Michael Jackson didn’t call his music videos “music videos,” and he would often correct those who used the term.
“He would say, ‘Short film, not music video,’ ” recalls Spike Lee, who directed two versions of Jackson’s “They Don’t Care About Us” in 1995 — one set in a penitentiary, the other shot in Brazil, with children and young adults marching, playing drums and dancing against the backdrop of tenement cities.
On a recent visit to Chicago, Lee talked about his upcoming documentary, “Michael Jackson’s Journey from Motown to Off the Wall,” premiering across multiple platforms on Feb. 5, including Showtime, on demand and online.
“This is a follow-up about my documentary about ‘Bad,’ ” says Lee. “In this one, we follow the progression of Michael from a young man with the Jackson 5 to a solo artist. When Michael met Quincy Jones on the set of ‘The Wiz,’ that changed everything.
It was 1978. Jones was the lead producer on the soundtrack for “The Wiz.” During filming, Jackson asked Jones for some names of producers Jackson might want to work with.
Eventually Jones offered to produce Jackson’s next record himself — and the result of their collaboration was the Gary native’s breakthrough album, 1979’s “Off the Wall,” which yielded hit singles such as “Don’t Stop ‘Til You Get Enough,” “Rock With You” and “She’s Out of My Life,” and sold more than 30 million copies.
Jackson and Jones would make two more albums: “Thriller,” which has sold more than 110 million copies, and “Bad,” with more than 45 million copies sold.

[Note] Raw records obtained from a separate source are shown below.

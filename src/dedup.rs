//! # Deduplication Module
//!
//! Collapses items that describe the same occurrence. Each category has its
//! own notion of sameness:
//!
//! - events: same date and same normalized title; the longer title wins
//! - classes: same date, instructor and title; sessions on other dates are distinct
//! - meetings: same date, location and exact title
//!
//! All functions are pure and idempotent. Output keeps first-seen order.

use std::collections::{HashMap, HashSet};
use std::collections::hash_map::Entry;
use std::hash::Hash;
use std::sync::LazyLock;

use chrono::NaiveDate;
use regex::Regex;
use tracing::{debug, warn};

use crate::calendar::{CalendarItem, Category};

static LEADING_YEAR: LazyLock<Regex> =
    LazyLock::new(|| Regex::new(r"^\s*(?:19|20)\d{2}\b").expect("valid year regex"));

static ORDINALS: LazyLock<Regex> = LazyLock::new(|| {
    Regex::new(
        r"\b(?:\d+(?:st|nd|rd|th)|first|second|third|fourth|fifth|sixth|seventh|eighth|ninth|tenth|annual)\b",
    )
    .expect("valid ordinal regex")
});

/// Title key for event matching
///
/// Lowercases, drops a leading year, punctuation, ordinals and "annual", and
/// collapses whitespace, so "2026 Annual Spring Festival!" and
/// "Spring Festival" share a key.
pub fn normalize_event_title(title: &str) -> String {
    let lower = title.to_lowercase();
    let without_year = LEADING_YEAR.replace(&lower, "");
    let without_punctuation: String = without_year
        .chars()
        .map(|c| if c.is_alphanumeric() || c.is_whitespace() { c } else { ' ' })
        .collect();
    let without_ordinals = ORDINALS.replace_all(&without_punctuation, " ");
    without_ordinals.split_whitespace().collect::<Vec<_>>().join(" ")
}

fn fill_missing(winner: &mut CalendarItem, loser: CalendarItem) {
    if winner.description.is_none() {
        winner.description = loser.description;
    }
    if winner.location.is_none() {
        winner.location = loser.location;
    }
}

/// First-seen dedup under `key`
fn dedup_first_seen<K, F>(items: Vec<CalendarItem>, key: F) -> Vec<CalendarItem>
where
    K: Eq + Hash,
    F: Fn(&CalendarItem) -> K,
{
    let before = items.len();
    let mut seen = HashSet::new();
    let kept: Vec<CalendarItem> = items.into_iter().filter(|item| seen.insert(key(item))).collect();
    debug!(before, after = kept.len(), "Deduplicated");
    kept
}

/// Merge events sharing a date and normalized title
pub fn dedup_events(items: Vec<CalendarItem>) -> Vec<CalendarItem> {
    let before = items.len();
    let mut index: HashMap<(NaiveDate, String), usize> = HashMap::new();
    let mut kept: Vec<CalendarItem> = Vec::with_capacity(items.len());

    for item in items {
        match index.entry((item.date(), normalize_event_title(&item.title))) {
            Entry::Occupied(entry) => {
                let existing = &mut kept[*entry.get()];
                if item.title.chars().count() > existing.title.chars().count() {
                    let loser = std::mem::replace(existing, item);
                    fill_missing(existing, loser);
                } else {
                    fill_missing(existing, item);
                }
            }
            Entry::Vacant(entry) => {
                entry.insert(kept.len());
                kept.push(item);
            }
        }
    }

    debug!(before, after = kept.len(), "Deduplicated events");
    kept
}

/// Drop repeated class sessions; same title on other dates stays
pub fn dedup_classes(items: Vec<CalendarItem>) -> Vec<CalendarItem> {
    dedup_first_seen(items, |item| {
        (
            item.date(),
            item.instructor.clone().unwrap_or_default(),
            item.title
                .split_whitespace()
                .collect::<Vec<_>>()
                .join(" ")
                .to_lowercase(),
        )
    })
}

/// Drop repeated meetings; titles must match exactly
pub fn dedup_meetings(items: Vec<CalendarItem>) -> Vec<CalendarItem> {
    dedup_first_seen(items, |item| {
        (
            item.date(),
            item.location.clone().unwrap_or_default(),
            item.title.clone(),
        )
    })
}

/// Deduplicate items of one category
///
/// Items belonging to another category are dropped with a warning.
pub fn deduplicate(category: Category, items: Vec<CalendarItem>) -> Vec<CalendarItem> {
    let items: Vec<CalendarItem> = items
        .into_iter()
        .filter(|item| {
            let matches = item.category() == category;
            if !matches {
                warn!(
                    title = %item.title,
                    expected = %category,
                    found = %item.category(),
                    "Dropping item from another category"
                );
            }
            matches
        })
        .collect();

    match category {
        Category::Events => dedup_events(items),
        Category::Classes => dedup_classes(items),
        Category::Meetings => dedup_meetings(items),
    }
}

“They’re remastering ‘Off the Wall’ and bundling [the CD] with my documentary [on DVD and Blu-Ray],” says Lee. “Good value!”
Lee says he thinks Jackson took such an interest in transcending the typical music video because he never became a movie star.
“I believe Michael could have done anything he wanted to do, but film, that’s one of the few things where he didn’t really get to the highest level. That’s why his ‘short films’ got longer and longer and longer.”
The “Off the Wall” documentary features filmed material from Jackson’s personal archive, and interviews with Pharrell Williams, Mark Ronson, John Legend and several members of the Jackson family. Lee hopes to follow this doc with a third film about Jackson and his music.
“Hopefully I’ll get to a documentary about ‘Thriller.’ So it would be a trilogy about the great Michael Jackson and the great Quincy Jones.”
The day before “Michael Jackson’s Journey…” debuts, Lee’s made-in-Chicago “Chi-Raq” will begin streaming on Amazon.
Given a limited released on Dec. 4, the controversial musical satire about gun violence grossed $2.6 million nationwide, doing particularly well in Chicago, with opening weekend grosses of over $15,000 per screen.
Although Lee says he was moved by the reception to the film — particularly when he heard from families affected by gun violence — he notes the struggle is still as monumental as ever.
“This has not been a good [start to the] year in Chicago. More than 25 homicides so far, 100 people shot.
“This is nothing I’m gloating about, I’m very sad. We’ve just got to keep on trying harder.”